━━━━━ MATERIAL TO PROCESS

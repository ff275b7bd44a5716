//! Perrin sequence, `P(n) = P(n − 2) + P(n − 3)`, seeds `3, 0, 2`.
//!
//! With `u, v, w = P(m − 1), P(m), P(m + 1)` and `m = n / 2`:
//!
//! ```text
//!   23·P(2m)     = 7v² − 6u² − 2w² − 4uv + 18uw + 6vw
//!   23·P(2m + 1) = 9u² + v² + 3w² + 6uv − 4uw + 14vw
//! ```
//!
//! The division is exact; a remainder means the inputs were wrong and is
//! reported as an internal-consistency error rather than rounded away.

use num_bigint::BigInt;
use std::sync::{Arc, OnceLock};
use num_traits::Zero;

use super::{below, default_cache, linear_cursor_from, Memo, SharedCache};
use crate::cursor::{LinearStep, ListCursor, SequenceCursor};
use crate::error::{InvariantError, SequenceError};
use crate::traits::Sequence;

const COEFFICIENTS: &[i64] = &[1, 1, 0];
const SEEDS: &[i64] = &[3, 0, 2];
const WARM_UP: usize = 100;
const DENOMINATOR: u32 = 23;

/// The Perrin sequence (A001608).
///
/// ```
/// use num_bigint::BigInt;
/// use seqkit::prelude::*;
///
/// // p divides P(p) for every prime p
/// let perrin = PerrinSequence::new();
/// for p in [101u32, 103, 107] {
///     let value = perrin.get(p as usize).unwrap();
///     assert_eq!(value % p, BigInt::from(0));
/// }
/// ```
#[derive(Debug)]
pub struct PerrinSequence {
    memo: Memo,
}

impl PerrinSequence {
    pub fn new() -> Self {
        Self::with_cache(default_cache())
    }

    /// Process-wide instance, built on first use.
    pub fn shared() -> Arc<Self> {
        static SHARED: OnceLock<Arc<PerrinSequence>> = OnceLock::new();
        SHARED.get_or_init(|| Arc::new(Self::new())).clone()
    }

    pub fn with_cache(cache: SharedCache) -> Self {
        let perrin = Self {
            memo: Memo::new(cache),
        };
        perrin
            .memo
            .warm_up("A001608", &mut perrin.cursor(), WARM_UP);
        perrin
    }

    fn resolve(&self, n: usize, depth: usize) -> Result<BigInt, SequenceError> {
        self.memo.resolve(n, depth, SEEDS, |depth| {
            let m = n / 2;
            let u = self.resolve(below(m, 1)?, depth)?;
            let v = self.resolve(m, depth)?;
            let w = self.resolve(m + 1, depth)?;

            let x: BigInt = if n % 2 == 0 {
                &v * &v * 7 - &u * &u * 6 - &w * &w * 2 - &u * &v * 4 + &u * &w * 18 + &v * &w * 6
            } else {
                &u * &u * 9 + &v * &v + &w * &w * 3 + &u * &v * 6 - &u * &w * 4 + &v * &w * 14
            };

            let remainder = &x % DENOMINATOR;
            if !remainder.is_zero() {
                return Err(InvariantError::new(format!(
                    "Perrin identity for index {n} left remainder {remainder} mod {DENOMINATOR}"
                ))
                .into());
            }
            Ok(x / DENOMINATOR)
        })
    }
}

impl Default for PerrinSequence {
    fn default() -> Self {
        Self::new()
    }
}

impl Sequence<BigInt> for PerrinSequence {
    fn catalog_id(&self) -> &str {
        "A001608"
    }

    fn is_unique(&self) -> bool {
        false
    }

    fn get(&self, n: usize) -> Result<BigInt, SequenceError> {
        let _gate = self.memo.lock();
        self.resolve(n, 0)
    }

    fn cursor(&self) -> SequenceCursor<BigInt> {
        ListCursor::new(LinearStep::from_seeds(COEFFICIENTS, SEEDS)).boxed()
    }

    fn cursor_from(&self, start: usize) -> Result<SequenceCursor<BigInt>, SequenceError> {
        linear_cursor_from(COEFFICIENTS, SEEDS.len(), start, |i| self.get(i))
    }
}

#[cfg(test)]
mod tests {
    use super::*;
    use crate::cache::{InMemorySequenceCache, NullSequenceCache};
    use crate::traits::SequenceCache;
    use std::sync::Arc;

    #[test]
    fn identity_matches_recurrence() {
        let perrin = PerrinSequence::with_cache(Arc::new(NullSequenceCache));
        let mut cursor = perrin.cursor();
        for n in 0..300 {
            assert_eq!(perrin.get(n).unwrap(), cursor.next_element().unwrap(), "P({n})");
        }
    }

    #[test]
    fn corrupted_cache_surfaces_invariant_error() {
        let cache: Arc<dyn SequenceCache<BigInt>> = Arc::new(InMemorySequenceCache::new(64));
        cache.initialize(Vec::new()).unwrap();
        let perrin = PerrinSequence::with_cache(cache.clone());

        // P(3) is 3; the wrong value breaks the identity from P(4) upward.
        cache.put(3, BigInt::from(4));
        let err = perrin.get(7).unwrap_err();
        assert!(matches!(err, SequenceError::Invariant(_)), "{err}");
    }

    #[test]
    fn large_index() {
        let perrin = PerrinSequence::new();
        let p = perrin.get(1_000).unwrap();
        let mut cursor = perrin.cursor_from(997).unwrap();
        let p997 = cursor.next_element().unwrap();
        let p998 = cursor.next_element().unwrap();
        assert_eq!(p, p997 + p998);
    }

    #[test]
    fn shared_is_one_instance() {
        let a = PerrinSequence::shared();
        let b = PerrinSequence::shared();
        assert!(Arc::ptr_eq(&a, &b));
    }
}
//! Sieve of Atkin over a packed bit grid.
//!
//! For `x, y` below `ceil(sqrt(size))` the quadratic forms toggle candidate
//! bits:
//!
//! | form          | condition          | toggled when      |
//! |---------------|--------------------|-------------------|
//! | `4x² + y²`    |                    | `n mod 12 ∈ {1,5}`|
//! | `3x² + y²`    |                    | `n mod 12 == 7`   |
//! | `3x² − y²`    | `x > y`            | `n mod 12 == 11`  |
//!
//! A bit toggled an odd number of times marks a squarefree prime candidate.
//! Multiples of `x²` for each surviving odd `x >= 5` are then cleared, and the
//! small cases the forms miss (1, 2, 3) are fixed by hand.

use std::sync::{Arc, OnceLock};

use super::{ceil_sqrt, Sieve, SieveGrid};
use crate::ds::BitSet;

/// Bit-per-integer primality grid built by the Sieve of Atkin.
#[derive(Clone)]
pub struct AtkinGrid {
    bits: BitSet,
}

/// Sieve backed by an [`AtkinGrid`].
pub type AtkinSieve = Sieve<AtkinGrid>;

impl SieveGrid for AtkinGrid {
    const NAME: &'static str = "atkin";

    fn build(size: usize) -> Self {
        let mut bits = BitSet::new(size);
        let limit = ceil_sqrt(size);

        for x in 0..limit {
            let x2 = x * x;
            for y in 0..limit {
                let y2 = y * y;

                let n = 4 * x2 + y2;
                if n < size && (n % 12 == 1 || n % 12 == 5) {
                    bits.flip(n);
                }

                let n = 3 * x2 + y2;
                if n < size && n % 12 == 7 {
                    bits.flip(n);
                }

                if x > y {
                    let n = 3 * x2 - y2;
                    if n < size && n % 12 == 11 {
                        bits.flip(n);
                    }
                }
            }
        }

        let mut x = 5;
        while x * x < size {
            if bits.get(x) {
                let step = x * x;
                for multiple in (step..size).step_by(step) {
                    bits.clear(multiple);
                }
            }
            x += 2;
        }

        if size > 1 {
            bits.clear(1);
        }
        for p in [2, 3] {
            if p < size {
                bits.set(p);
            }
        }

        Self { bits }
    }

    #[inline]
    fn len(&self) -> usize {
        self.bits.len()
    }

    #[inline]
    fn is_prime(&self, n: usize) -> bool {
        self.bits.get(n)
    }

    fn approx_bytes(&self) -> usize {
        self.bits.approx_bytes()
    }
}

impl Sieve<AtkinGrid> {
    /// Process-wide Atkin sieve, built on first use.
    pub fn shared() -> Arc<Self> {
        static SHARED: OnceLock<Arc<AtkinSieve>> = OnceLock::new();
        SHARED.get_or_init(|| Arc::new(Self::new())).clone()
    }
}

impl std::fmt::Debug for AtkinGrid {
    fn fmt(&self, f: &mut std::fmt::Formatter<'_>) -> std::fmt::Result {
        f.debug_struct("AtkinGrid")
            .field("len", &self.bits.len())
            .finish()
    }
}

━━━━━━━━━━

_AIM OF THE TASK_:
Return exactly, and only, the lines from the start of the listing through the line with "wrong and is".

_SOLUTION BELOW_:
repository ff275b7bd44a5716
//! Perrin sequence, `P(n) = P(n − 2) + P(n − 3)`, seeds `3, 0, 2`.
//!
//! With `u, v, w = P(m − 1), P(m), P(m + 1)` and `m = n / 2`:
//!
//! ```text
//!   23·P(2m)     = 7v² − 6u² − 2w² − 4uv + 18uw + 6vw
//!   23·P(2m + 1) = 9u² + v² + 3w² + 6uv − 4uw + 14vw
//! ```
//!
//! The division is exact; a remainder means the inputs were wrong and is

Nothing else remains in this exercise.